The negativity of the forces behind the throne at the PN locked it in a position in which it only bothered with attacking the Muscat government with corruption claims – some evidently true, others never proven

michaelfalzon
Michael Falzon
20 June 2017, 7:30am
Busuttil has accepted his responsibility for the PN’s debacle in the most gentlemanly of manners… will his successor save the PN from being irrelevant?
Busuttil has accepted his responsibility for the PN’s debacle in the most gentlemanly of manners… will his successor save the PN from being irrelevant?
After its last electoral debacle, many are asking what type of party does the PN want to be in order to be able to work effectively towards realising the affluent modern society that is the aspiration of the average Maltese citizen. 

Way back in 2014, after the PN loss in the European Parliament elections had echoed its 2013 electoral defeat, and after he had made the historical mistake of opting for the Opposition MPs to abstain from the vote on the civil unions bill, Simon Busuttil realised he had to do something about the situation the PN had found itself in. In his speech during the 2014 Independence Day celebrations, he outlined his vision of the PN as a political force that rises to every challenge; including the one that calls for its reinvention to become a political force that believes in equal opportunities for all while safeguarding the common interest, a secular party that follows principles and values that are interpreted within the context of today’s society and that looks forward to the future while basing its action on an honest evaluation of situations and being consistent in what it says and does in practice.

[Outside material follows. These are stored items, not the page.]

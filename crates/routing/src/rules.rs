//! Ordered rule engine
//!
//! Rules are compiled once at startup. For each record the engine walks the
//! rules in declared order:
//!
//! - a rule matches if any of its regexes matches the path, or any of its
//!   prefixes is a prefix of the path
//! - on a match the record is handed to each target cluster not already
//!   served during this invocation
//! - `continue = false` stops evaluation after the first match
//!
//! Records no rule matches are left alone; the caller counts them.

use regex::RegexSet;
use relay_config::RulesConfig;

use crate::ClusterId;
use crate::error::{Result, RoutingError};
use crate::trie::PrefixTrie;

/// One compiled rule
#[derive(Debug, Clone)]
pub struct Rule {
    regexes: RegexSet,
    prefixes: PrefixTrie,
    targets: Vec<ClusterId>,
    continue_matching: bool,
}

impl Rule {
    /// Whether this rule matches `path`
    #[inline]
    pub fn matches(&self, path: &str) -> bool {
        self.prefixes.matches(path.as_bytes()) || self.regexes.is_match(path)
    }

    /// Target clusters in declared order
    #[inline]
    pub fn targets(&self) -> &[ClusterId] {
        &self.targets
    }

    #[inline]
    pub fn continue_matching(&self) -> bool {
        self.continue_matching
    }
}

/// Clusters already served for one record
///
/// Fits in a register for up to 128 clusters, which covers real deployments;
/// larger sets fall back to a heap bitmap.
enum Seen {
    Small(u128),
    Large(Vec<bool>),
}

impl Seen {
    #[inline]
    fn for_clusters(count: usize) -> Self {
        if count <= 128 {
            Self::Small(0)
        } else {
            Self::Large(vec![false; count])
        }
    }

    /// Mark `id`, returning true if it was not marked yet
    #[inline]
    fn insert(&mut self, id: ClusterId) -> bool {
        match self {
            Self::Small(bits) => {
                let mask = 1u128 << id.as_usize();
                let fresh = *bits & mask == 0;
                *bits |= mask;
                fresh
            }
            Self::Large(flags) => !std::mem::replace(&mut flags[id.as_usize()], true),
        }
    }
}

/// Compiled, ordered rule list
///
/// Immutable after construction and shared by all workers.
#[derive(Debug, Clone)]
pub struct Rules {
    rules: Vec<Rule>,
    /// Cluster names indexed by `ClusterId`
    cluster_names: Vec<String>,
}

impl Rules {
    /// Builder for assembling rules by hand (tests, tools)
    pub fn builder<S: AsRef<str>>(cluster_names: &[S]) -> RulesBuilder {
        RulesBuilder::new(cluster_names)
    }

    /// Compile a rules file against the cluster set
    ///
    /// `cluster_names` fixes the `ClusterId` of each cluster: the id is the
    /// name's position in the slice.
    pub fn from_config<S: AsRef<str>>(config: &RulesConfig, cluster_names: &[S]) -> Result<Self> {
        let mut builder = RulesBuilder::new(cluster_names);
        for rule in &config.rules {
            builder = builder.rule(&rule.regexs, &rule.prefixes, &rule.clusters, rule.continue_matching);
        }
        builder.build()
    }

    /// Number of rules
    #[inline]
    pub fn len(&self) -> usize {
        self.rules.len()
    }

    #[inline]
    pub fn is_empty(&self) -> bool {
        self.rules.is_empty()
    }

    /// Number of clusters rules may target
    #[inline]
    pub fn cluster_count(&self) -> usize {
        self.cluster_names.len()
    }

    /// Name of a cluster, for logs
    pub fn cluster_name(&self, id: ClusterId) -> Option<&str> {
        self.cluster_names.get(id.as_usize()).map(String::as_str)
    }

    /// Rules in evaluation order
    #[inline]
    pub fn rules(&self) -> &[Rule] {
        &self.rules
    }

    /// Route one path, calling `push` once per distinct target cluster
    ///
    /// Returns the number of clusters the record was handed to; 0 means no
    /// rule matched.
    pub fn route(&self, path: &str, mut push: impl FnMut(ClusterId)) -> usize {
        let mut seen = Seen::for_clusters(self.cluster_names.len());
        let mut pushed = 0;

        for rule in &self.rules {
            if !rule.matches(path) {
                continue;
            }

            for &target in &rule.targets {
                if seen.insert(target) {
                    push(target);
                    pushed += 1;
                }
            }

            if !rule.continue_matching {
                break;
            }
        }

        pushed
    }

    /// Distinct target clusters for `path`, in push order
    pub fn targets_for(&self, path: &str) -> Vec<ClusterId> {
        let mut targets = Vec::new();
        self.route(path, |id| targets.push(id));
        targets
    }
}

/// Builder for [`Rules`]
///
/// Collects rule definitions and compiles them in `build()`, reporting the
/// first invalid pattern or unknown cluster.
pub struct RulesBuilder {
    cluster_names: Vec<String>,
    pending: Vec<PendingRule>,
}

struct PendingRule {
    regexes: Vec<String>,
    prefixes: Vec<String>,
    clusters: Vec<String>,
    continue_matching: bool,
}

impl RulesBuilder {
    fn new<S: AsRef<str>>(cluster_names: &[S]) -> Self {
        Self {
            cluster_names: cluster_names.iter().map(|s| s.as_ref().to_owned()).collect(),
            pending: Vec::new(),
        }
    }

    /// Append a rule
    pub fn rule<R, P, C>(mut self, regexes: &[R], prefixes: &[P], clusters: &[C], continue_matching: bool) -> Self
    where
        R: AsRef<str>,
        P: AsRef<str>,
        C: AsRef<str>,
    {
        self.pending.push(PendingRule {
            regexes: regexes.iter().map(|s| s.as_ref().to_owned()).collect(),
            prefixes: prefixes.iter().map(|s| s.as_ref().to_owned()).collect(),
            clusters: clusters.iter().map(|s| s.as_ref().to_owned()).collect(),
            continue_matching,
        });
        self
    }

    /// Compile all rules
    pub fn build(self) -> Result<Rules> {
        if self.cluster_names.len() > ClusterId::MAX as usize {
            return Err(RoutingError::TooManyClusters(self.cluster_names.len()));
        }

        let mut rules = Vec::with_capacity(self.pending.len());

        for (index, pending) in self.pending.into_iter().enumerate() {
            if pending.regexes.is_empty() && pending.prefixes.is_empty() {
                return Err(RoutingError::EmptyMatch { rule: index });
            }
            if pending.clusters.is_empty() {
                return Err(RoutingError::EmptyTargets { rule: index });
            }

            // Compile one by one first so the error names the bad pattern
            for pattern in &pending.regexes {
                regex::Regex::new(pattern)
                    .map_err(|e| RoutingError::invalid_regex(index, pattern, e))?;
            }
            let regexes = RegexSet::new(&pending.regexes)
                .map_err(|e| RoutingError::invalid_regex(index, pending.regexes.join(" | "), e))?;

            let mut targets = Vec::with_capacity(pending.clusters.len());
            for name in &pending.clusters {
                let position = self
                    .cluster_names
                    .iter()
                    .position(|c| c == name)
                    .ok_or_else(|| RoutingError::unknown_cluster(index, name))?;
                targets.push(ClusterId::new(position as u16));
            }

            rules.push(Rule {
                regexes,
                prefixes: PrefixTrie::from_prefixes(&pending.prefixes),
                targets,
                continue_matching: pending.continue_matching,
            });
        }

        tracing::debug!(
            rules = rules.len(),
            clusters = self.cluster_names.len(),
            "rule engine compiled"
        );

        Ok(Rules {
            rules,
            cluster_names: self.cluster_names,
        })
    }
}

Nothing of the sort happened.

The negativity of the forces behind the throne at the PN locked the party in a position in which it only bothered with attacking the Muscat government with corruption claims – some evidently true, others never proven.

The situation that the PN finds itself in today after the debacle of the second general election defeat has an uncanny resemblance with that faced by the British Labour Party after its two electoral drubbings at the hands of the Iron Lady, the inimitable Margaret Thatcher.

In his autobiography – The Third Man – Peter Mandelson, who was New Labour’s guru and spin doctor, explains that after its first electoral defeat Labour had changed its leader but not its political stance. 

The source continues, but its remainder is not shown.